L’assistance financière de l’UE consécutive au Brexit parachevée dans le cadre d’un processus et d’un dispositif hétérodoxes

Par Aymeric Potteau, Professeur à l’Université de Lille (CRDP-ERDP)

L’Union européenne ne pouvait sans doute ignorer les plaies causées par le Brexit pour ses Etats membres, et atténuer les conséquences socioéconomiques du divorce entre Londres et Bruxelles était sans doute nécessaire. Lors du trilogue du 17 juin 2021, un accord entre les représentants des colégislateurs a été trouvé à propos de la proposition de règlement établissant la réserve d’ajustement au Brexit de sorte que l’acte normatif fondant l’assistance financière devrait être formellement adopté à l’automne 2021, ouvrant ainsi la voie au versement des fonds selon des conditions promptement négociées dans le cadre d’un processus et d’un dispositif discutables.

La réserve d’ajustement au Brexit (RAB ou BAR selon l’acronyme anglo-saxon, ce qui, dans les deux cas « ne manque pas de sel ») est une initiative de l’extraordinaire Conseil européen des 17, 18, 19, 20 et 21 juillet 2020 consacré au cadre financier pluriannuel 2021-2027 (CFP) et à Next Generation. Dans ses coutumières conclusions arbitrales en la matière, il en a conçu non seulement le principe mais aussi le montant exact, du moins en euros constants – 5 milliards € (px 2018) – ainsi que le support technique dans le CFP sous forme d’un instrument spécial.

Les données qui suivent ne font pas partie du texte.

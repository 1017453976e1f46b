use clap::Parser;

use stickywheel::{Result, cli};

fn initialize_logger(debug: bool) -> Result<()> {
    let filter = if debug {
        simplelog::LevelFilter::Debug
    } else {
        simplelog::LevelFilter::Info
    };

    let config = simplelog::ConfigBuilder::new()
        .add_filter_allow_str("stickywheel")
        .build();

    simplelog::TermLogger::init(
        filter,
        config,
        simplelog::TerminalMode::Stderr,
        simplelog::ColorChoice::Auto,
    )?;

    Ok(())
}

fn main() -> Result<()> {
    color_eyre::install()?;

    let cli_args = cli::Args::parse();

    initialize_logger(cli_args.debug)?;

    let output = cli::execute(&cli_args)?;
    print!("{output}");

    Ok(())
}
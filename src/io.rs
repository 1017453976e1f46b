//! Diagnostics writer handed to command listeners.
use log::*;

/// Output verbosity levels, from always-shown to debug-only.
#[derive(Debug, Default, Clone, Copy, PartialEq, Eq, PartialOrd, Ord)]
pub enum Verbosity {
    Quiet,
    #[default]
    Normal,
    Verbose,
    VeryVerbose,
    Debug,
}

/// Line oriented diagnostics sink.
#[cfg_attr(test, mockall::automock)]
pub trait Io {
    /// Write a single line, shown only when the sink runs at `verbosity` or
    /// higher.
    fn write_line(&self, line: &str, verbosity: Verbosity);
}

/// [`Io`] implementation that forwards lines to the `log` facade, leaving the
/// filtering to whatever logger the binary installed.
#[derive(Debug, Default)]
pub struct LogIo {}

impl LogIo {
    pub fn new() -> Self {
        Self {}
    }
}

impl Io for LogIo {
    fn write_line(&self, line: &str, verbosity: Verbosity) {
        match verbosity {
            Verbosity::Quiet => {}
            Verbosity::Normal => info!("{line}"),
            Verbosity::Verbose | Verbosity::VeryVerbose | Verbosity::Debug => {
                debug!("{line}")
            }
        }
    }
}

#[cfg(test)]
mod tests {
    use super::*;

    #[test]
    fn verbosity_orders_from_quiet_to_debug() {
        assert!(Verbosity::Quiet < Verbosity::Normal);
        assert!(Verbosity::Normal < Verbosity::Verbose);
        assert!(Verbosity::VeryVerbose < Verbosity::Debug);
        assert_eq!(Verbosity::default(), Verbosity::Normal);
    }

    #[test_log::test]
    fn log_io_accepts_every_verbosity() {
        let io = LogIo::new();
        io.write_line("quiet", Verbosity::Quiet);
        io.write_line("normal", Verbosity::Normal);
        io.write_line("debug", Verbosity::Debug);
    }
}
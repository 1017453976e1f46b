//! Host application: project loading, plugin activation and command event
//! dispatch.
use log::*;
use std::{convert::Infallible, fmt::Display, path::Path, str::FromStr};

use crate::{
    error::StickyWheelError, io::Io, package::Package, pyproject::PyProject,
    result::Result,
};

/// Commands a listener may be notified about.
#[derive(Debug, Clone, PartialEq, Eq)]
pub enum CommandKind {
    Build,
    Publish,
    Other(String),
}

impl Display for CommandKind {
    fn fmt(&self, f: &mut std::fmt::Formatter<'_>) -> std::fmt::Result {
        match self {
            CommandKind::Build => f.write_str("build"),
            CommandKind::Publish => f.write_str("publish"),
            CommandKind::Other(name) => f.write_str(name),
        }
    }
}

impl FromStr for CommandKind {
    type Err = Infallible;

    fn from_str(s: &str) -> std::result::Result<Self, Self::Err> {
        Ok(match s {
            "build" => CommandKind::Build,
            "publish" => CommandKind::Publish,
            other => CommandKind::Other(other.to_string()),
        })
    }
}

/// Fired before a command executes.
pub struct ConsoleCommandEvent<'a> {
    command: CommandKind,
    io: &'a dyn Io,
}

impl<'a> ConsoleCommandEvent<'a> {
    pub fn new(command: CommandKind, io: &'a dyn Io) -> Self {
        Self { command, io }
    }

    pub fn command(&self) -> &CommandKind {
        &self.command
    }

    pub fn io(&self) -> &dyn Io {
        self.io
    }
}

/// Receives command events along with the project's package model.
pub trait CommandListener {
    fn on_command(
        &self,
        event: &ConsoleCommandEvent<'_>,
        package: &mut Package,
    ) -> Result<()>;
}

/// Ordered set of command listeners.
#[derive(Default)]
pub struct EventDispatcher {
    listeners: Vec<Box<dyn CommandListener>>,
}

impl EventDispatcher {
    pub fn new() -> Self {
        Self::default()
    }

    pub fn add_listener(&mut self, listener: Box<dyn CommandListener>) {
        self.listeners.push(listener);
    }

    pub fn listener_count(&self) -> usize {
        self.listeners.len()
    }

    /// Notifies listeners in registration order, stopping at the first
    /// error.
    pub fn dispatch(
        &self,
        event: &ConsoleCommandEvent<'_>,
        package: &mut Package,
    ) -> Result<()> {
        for listener in self.listeners.iter() {
            listener.on_command(event, package)?;
        }
        Ok(())
    }
}

/// Extension activated once when the application starts.
pub trait ApplicationPlugin {
    fn activate(self, application: &mut Application) -> Result<()>;
}

/// A loaded project plus the event plumbing plugins hook into.
pub struct Application {
    pyproject: PyProject,
    package: Package,
    event_dispatcher: EventDispatcher,
}

impl Application {
    /// Loads the poetry project rooted at `project_dir`.
    pub fn load(project_dir: &Path) -> Result<Self> {
        let pyproject = PyProject::find(project_dir)?.ok_or_else(|| {
            StickyWheelError::DescriptorNotFound(project_dir.to_path_buf())
        })?;

        Self::from_pyproject(pyproject)
    }

    pub fn from_pyproject(pyproject: PyProject) -> Result<Self> {
        let package = Package::from_pyproject(&pyproject)?;

        info!(
            "loaded project {} {} from {}",
            package.name(),
            package.version(),
            pyproject.path().display()
        );

        Ok(Self {
            pyproject,
            package,
            event_dispatcher: EventDispatcher::new(),
        })
    }

    pub fn pyproject(&self) -> &PyProject {
        &self.pyproject
    }

    pub fn package(&self) -> &Package {
        &self.package
    }

    pub fn event_dispatcher(&self) -> &EventDispatcher {
        &self.event_dispatcher
    }

    pub fn event_dispatcher_mut(&mut self) -> &mut EventDispatcher {
        &mut self.event_dispatcher
    }

    pub fn add_plugin<P: ApplicationPlugin>(&mut self, plugin: P) -> Result<()> {
        plugin.activate(self)
    }

    /// Announces `command` to every registered listener. Any listener error
    /// aborts the command.
    pub fn run(&mut self, command: CommandKind, io: &dyn Io) -> Result<()> {
        debug!("dispatching {command} command event");
        let event = ConsoleCommandEvent::new(command, io);
        self.event_dispatcher.dispatch(&event, &mut self.package)
    }
}
//! Rewrites directory dependencies on sibling poetry projects into version
//! constraints before `build` and `publish` run.
//!
//! During development a workspace can reference sibling projects by path:
//!
//! ```toml
//! [tool.poetry.dependencies]
//! core = { path = "../core", develop = true }
//! ```
//!
//! Published artifacts cannot carry such paths, so the plugin reads the
//! sibling's own `pyproject.toml` and replaces the entry with a constraint
//! on its declared version, shaped by the configured [`Strategy`]:
//! `^1.0.0` (semver), `>=1.0.0` (minimum) or `1.0.0` (exact).
//!
//! Paths holding no descriptor, or a descriptor for something other than a
//! poetry project, are left untouched. A recognised descriptor lacking a
//! `name` or `version` aborts the command.
//!
//! [`Strategy`]: crate::config::Strategy
use color_eyre::eyre::WrapErr;
use log::*;

use crate::{
    application::{
        Application, ApplicationPlugin, CommandKind, CommandListener,
        ConsoleCommandEvent,
    },
    config::Config,
    dependency::{Dependency, DependencyGroup, MAIN_GROUP},
    io::{Io, Verbosity},
    package::Package,
    pyproject::PyProject,
    result::Result,
};

/// Outcome of pinning a single dependency.
#[derive(Debug, Clone, PartialEq, Eq)]
pub enum Pin {
    /// Nothing to rewrite.
    Unchanged,
    /// Replacement carrying the same group memberships as the original.
    Replaced(Dependency),
}

/// Plugin pinning sibling path dependencies of the `main` group.
#[derive(Debug, Default, Clone)]
pub struct StickyWheelPlugin {
    config: Config,
}

impl StickyWheelPlugin {
    pub fn new(config: Config) -> Self {
        Self { config }
    }

    pub fn config(&self) -> &Config {
        &self.config
    }

    /// Only commands that produce or upload artifacts need pinned
    /// constraints.
    pub fn handles(command: &CommandKind) -> bool {
        matches!(command, CommandKind::Build | CommandKind::Publish)
    }

    /// Replaces every pinnable directory dependency in `group`. Entries are
    /// rewritten one at a time, so an error leaves earlier replacements in
    /// place.
    pub fn update_dependency_group(
        &self,
        io: &dyn Io,
        group: &mut DependencyGroup,
    ) -> Result<()> {
        io.write_line("Updating dependency constraints...", Verbosity::Debug);

        for dependency in group.dependencies() {
            if !dependency.is_directory() {
                continue;
            }

            let pinned = match self.pin_dependency(&dependency)? {
                Pin::Unchanged => continue,
                Pin::Replaced(pinned) => pinned,
            };

            io.write_line(
                &format!(
                    "  • Pinning {} ({})",
                    pinned.name(),
                    pinned.constraint().unwrap_or_default()
                ),
                Verbosity::Debug,
            );

            group.remove_dependency(dependency.name());
            group.add_dependency(pinned);
        }

        Ok(())
    }

    /// Computes the replacement for a directory dependency.
    pub fn pin_dependency(&self, dependency: &Dependency) -> Result<Pin> {
        let Some(path) = dependency.directory_path() else {
            return Ok(Pin::Unchanged);
        };

        let Some(pyproject) = PyProject::find(path).wrap_err_with(|| {
            format!("failed to read project for {}", dependency.name())
        })?
        else {
            debug!(
                "skipping {}: {} holds no project descriptor",
                dependency.name(),
                path.display()
            );
            return Ok(Pin::Unchanged);
        };

        if !pyproject.is_poetry_project() {
            debug!(
                "skipping {}: {} is not a poetry project",
                dependency.name(),
                pyproject.path().display()
            );
            return Ok(Pin::Unchanged);
        }

        let name = pyproject.name()?;
        let version = pyproject.version()?;
        let constraint = self.config.strategy.constraint(&version);

        Ok(Pin::Replaced(Dependency::constrained(
            name,
            constraint,
            dependency.groups().clone(),
        )))
    }
}

impl ApplicationPlugin for StickyWheelPlugin {
    fn activate(mut self, application: &mut Application) -> Result<()> {
        self.config = Config::resolve(application.pyproject());

        debug!("activating with {} strategy", self.config.strategy);

        application
            .event_dispatcher_mut()
            .add_listener(Box::new(self));

        Ok(())
    }
}

impl CommandListener for StickyWheelPlugin {
    fn on_command(
        &self,
        event: &ConsoleCommandEvent<'_>,
        package: &mut Package,
    ) -> Result<()> {
        if !Self::handles(event.command()) {
            return Ok(());
        }

        match package.dependency_group_mut(MAIN_GROUP) {
            Some(group) => self.update_dependency_group(event.io(), group),
            None => {
                debug!("{} has no {MAIN_GROUP} dependency group", package.name());
                Ok(())
            }
        }
    }
}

De quel processus décisionnel cet instrument est-il issu ?

L’organe sommital s’est ainsi prononcé en l’absence de toute proposition formelle d’assistance financière de la Commission, à telle enseigne que, dépourvu de pouvoir législatif (art. 15 § 1 UE), il s’est reconnu la faculté, sinon d’enjoindre, en tous les cas d’ « inviter » l’institution détentrice du pouvoir d’initiative de présenter dans les trois mois – « d’ici novembre 2020 » (§ 134) – une proposition d’acte normatif susceptible de fonder juridiquement cette assistance financière visant, au moyen de subventions du budget général de l’UE aux Etats membres, à atténuer l’incidence du retrait britannique sur la cohésion économique, sociale et territoriale au sein de l’UE.

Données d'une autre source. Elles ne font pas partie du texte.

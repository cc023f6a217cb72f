use crate::address::Target;
use crate::pending::PendingConn;
use anyhow::Result;
use std::future::Future;
use std::sync::atomic::{AtomicU64, Ordering};
use tokio::{
    io::{AsyncRead, AsyncWrite, copy_bidirectional},
    net::TcpStream,
};
use tracing::{debug, info};

/// Dialer takes over a negotiated connection and builds the remote leg for it.
///
/// It is called once per handshaken client, after the success reply has been
/// written, and may be called from many connection tasks at once. The
/// implementation owns `conn` from then on and must eventually start it (once
/// the remote side is ready) or close it. The returned id names the session.
pub trait Dialer<S>: Send + Sync + 'static {
    fn dial(
        &self,
        target: Target,
        conn: PendingConn<S>,
    ) -> impl Future<Output = Result<u64>> + Send;
}

impl<S, F, Fut> Dialer<S> for F
where
    F: Fn(Target, PendingConn<S>) -> Fut + Send + Sync + 'static,
    Fut: Future<Output = Result<u64>> + Send,
{
    fn dial(
        &self,
        target: Target,
        conn: PendingConn<S>,
    ) -> impl Future<Output = Result<u64>> + Send {
        self(target, conn)
    }
}

/// DirectDialer connects straight to the requested target and relays bytes
/// between it and the client
#[derive(Debug, Default)]
pub struct DirectDialer {
    next_session: AtomicU64,
}

/// DirectDialer implementation block
impl DirectDialer {
    /// new is a constructor for the DirectDialer type
    pub fn new() -> Self {
        Self::default()
    }
}

impl<S> Dialer<S> for DirectDialer
where
    S: AsyncRead + AsyncWrite + Unpin + Send + 'static,
{
    fn dial(
        &self,
        target: Target,
        conn: PendingConn<S>,
    ) -> impl Future<Output = Result<u64>> + Send {
        let session = self.next_session.fetch_add(1, Ordering::Relaxed) + 1;
        async move {
            // The remote leg comes up in the background, the client waits on the gate
            tokio::spawn(relay(session, target, conn));
            Ok(session)
        }
    }
}

/// relay connects to the target, then opens the gate and copies in both
/// directions until either side is done
async fn relay<S>(session: u64, target: Target, mut conn: PendingConn<S>)
where
    S: AsyncRead + AsyncWrite + Unpin,
{
    let gate = conn.gate();
    let connected = tokio::select! {
        connected = TcpStream::connect(target.to_string()) => connected,
        _ = gate.closed() => {
            debug!("session {} closed while dialing {}", session, target);
            return;
        }
    };

    let mut outbound = match connected {
        Ok(outbound) => outbound,
        Err(e) => {
            debug!("session {} dial to {} failed: {}", session, target, e);
            if let Err(e) = conn.close().await {
                debug!("session {} close failed: {}", session, e);
            }
            return;
        }
    };

    conn.start();
    debug!("session {} connected to {}", session, target);

    match copy_bidirectional(&mut conn, &mut outbound).await {
        Ok((from_client, from_server)) => info!(
            "session {} closed: {} bytes from client, {} bytes from server",
            session, from_client, from_server
        ),
        Err(e) => debug!("session {} relay to {} ended with {}", session, target, e),
    }
}
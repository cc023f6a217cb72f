//! Switching the operating system's proxy settings
//!
//! The actual switch is done by a small platform tool shipped next to the
//! executable; this module only picks the tool and builds its arguments.

use anyhow::{Context, Result, bail};
use std::{
    fmt,
    net::{IpAddr, Ipv4Addr, Ipv6Addr, SocketAddr},
    path::{Path, PathBuf},
};
use tokio::process::Command;
use tracing::{debug, info};

/// ProxyMode is the system-wide proxy setting to apply
#[derive(Debug, Clone, PartialEq, Eq)]
pub enum ProxyMode {
    /// Route through a PAC script
    Auto { pac_url: String },
    /// Route everything through one proxy
    Global { host: String, port: u16 },
    /// No system proxy
    Off,
}

/// ProxyMode implementation block
impl ProxyMode {
    /// global points the system at a local listener. A wildcard bind
    /// address is not dialable, so it becomes loopback of the same family
    pub fn global(listen: SocketAddr) -> Self {
        let host = match listen.ip() {
            IpAddr::V4(ip) if ip.is_unspecified() => IpAddr::V4(Ipv4Addr::LOCALHOST),
            IpAddr::V6(ip) if ip.is_unspecified() => IpAddr::V6(Ipv6Addr::LOCALHOST),
            ip => ip,
        };
        let host = match host {
            IpAddr::V6(ip) => format!("[{ip}]"),
            ip => ip.to_string(),
        };
        ProxyMode::Global {
            host,
            port: listen.port(),
        }
    }

    /// args returns the command line for the sysproxy tool
    pub fn args(&self) -> Vec<String> {
        match self {
            ProxyMode::Auto { pac_url } => vec!["pac".into(), pac_url.clone()],
            ProxyMode::Global { host, port } => vec!["global".into(), format!("{host}:{port}")],
            ProxyMode::Off => vec!["off".into()],
        }
    }
}

impl fmt::Display for ProxyMode {
    fn fmt(&self, f: &mut fmt::Formatter<'_>) -> fmt::Result {
        match self {
            ProxyMode::Auto { pac_url } => write!(f, "auto ({pac_url})"),
            ProxyMode::Global { host, port } => write!(f, "global ({host}:{port})"),
            ProxyMode::Off => write!(f, "off"),
        }
    }
}

/// SystemProxy drives the sysproxy tool
#[derive(Debug, Clone)]
pub struct SystemProxy {
    runner: PathBuf,
}

/// SystemProxy implementation block
impl SystemProxy {
    /// new uses the tool at `runner`
    pub fn new(runner: impl Into<PathBuf>) -> Self {
        Self {
            runner: runner.into(),
        }
    }

    /// from_exec_dir uses the tool shipped next to the current executable
    pub fn from_exec_dir() -> Result<Self> {
        Ok(Self::new(exec_dir()?.join(runner_name())))
    }

    pub fn runner(&self) -> &Path {
        &self.runner
    }

    /// apply switches the system proxy to `mode` and returns whatever the
    /// tool printed
    pub async fn apply(&self, mode: &ProxyMode) -> Result<String> {
        debug!("running {} {:?}", self.runner.display(), mode.args());

        let output = Command::new(&self.runner)
            .args(mode.args())
            .output()
            .await
            .with_context(|| format!("failed to run {}", self.runner.display()))?;

        let mut message = String::from_utf8_lossy(&output.stdout).into_owned();
        message.push_str(&String::from_utf8_lossy(&output.stderr));

        if !output.status.success() {
            bail!(
                "{} exited with {}: {}",
                self.runner.display(),
                output.status,
                message.trim()
            );
        }

        info!("system proxy set to {}", mode);
        Ok(message)
    }
}

/// exec_dir is the directory holding the running executable
pub fn exec_dir() -> Result<PathBuf> {
    let exe = std::env::current_exe().context("failed to locate current executable")?;
    exe.parent()
        .map(Path::to_path_buf)
        .context("current executable has no parent directory")
}

fn runner_name() -> &'static str {
    if cfg!(all(windows, target_arch = "x86_64")) {
        "sysproxy64.exe"
    } else if cfg!(windows) {
        "sysproxy.exe"
    } else {
        "sysproxy"
    }
}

Bien qu’ayant renoncé, compte tenu de l’urgence, à recourir à l’analyse d’impact et à la consultation des parties intéressées, la Commission ne déférera à cette sollicitation que le 25 décembre 2020 soit plusieurs jours après l’adoption, le 17 décembre 2020, du CFP intégrant pourtant, parmi les instruments de flexibilité du cadre, la RAB alors dépourvue de toute assise légale (art. 10). A cet égard, le CFP ne supplée d’ailleurs aucunement puisque, s’il prend la forme d’un règlement à caractère législatif, il a pour principale fonction, non pas d’établir le fondement juridique des dépenses de l’organisation (art. 310 § 3 FUE[1]), mais d’assurer la discipline budgétaire en établissant des plafonds annuels de crédits par grandes catégories de dépenses (art. 312 FUE).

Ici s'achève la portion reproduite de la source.